The Chairman’s proposal — which will be voted on Dec. 12 — would designate 988 as the national 3-digit code. It would require that all phone companies transmit all calls to 988 to the National Suicide Prevention Lifeline, which today provides suicide prevention assistance at 1-800-273-8255 (TALK) and through online chats. The Lifeline is a national network of 163 crisis centers that is funded by the Department of Health and Human Services’ Substance Abuse and Mental Health Services Administration (SAMHSA).

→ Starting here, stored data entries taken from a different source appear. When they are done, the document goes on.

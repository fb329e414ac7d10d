//! Landing screen

use crate::routing::paths;

pub fn render() -> String {
    format!(
        "Gestor de tareas\n\
         Organiza tus tareas pendientes.\n\
         \n\
         \x20 {:<14} ver y buscar tareas\n\
         \x20 {:<14} crear una tarea\n\
         \x20 {:<14} editar una tarea\n",
        paths::TASKS,
        paths::NEW_TASK,
        paths::EDIT_TASK,
    )
}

In 2018, trained Lifeline counselors answered over 2.2 million calls and over 100,000 online chats.
Although the Chairman’s initial outreach was aimed at veterans and other high-risk populations, “we know that many people in farm country are suffering, too,” notes Chandler Goule, CEO of the National Association of Wheat Growers. “I lost my older brother to suicide in 2012. It is by far the most difficult thing my family has endured. Had we as a nation had an emergency number like 988 maybe he would still be with us instead of the desperation he felt. Mental wellness is the root of most of the symptoms we see with addiction and depression. This is a huge step in the right direction and will be a huge resource for our family farmers, ranchers and veterinarians.”
During 2000—2016, the suicide rate among the U.S. working age population (persons aged 16—64 years) increased 34%, from 12.9 per 100,000 population to 17.3, according to the Centers for Disease Control. Suicide rates in rural areas appear to be growing, but the latest CDC date, which is based on 17 states from 2012-2015, places farmers as having the ninth-highest suicide rate among men.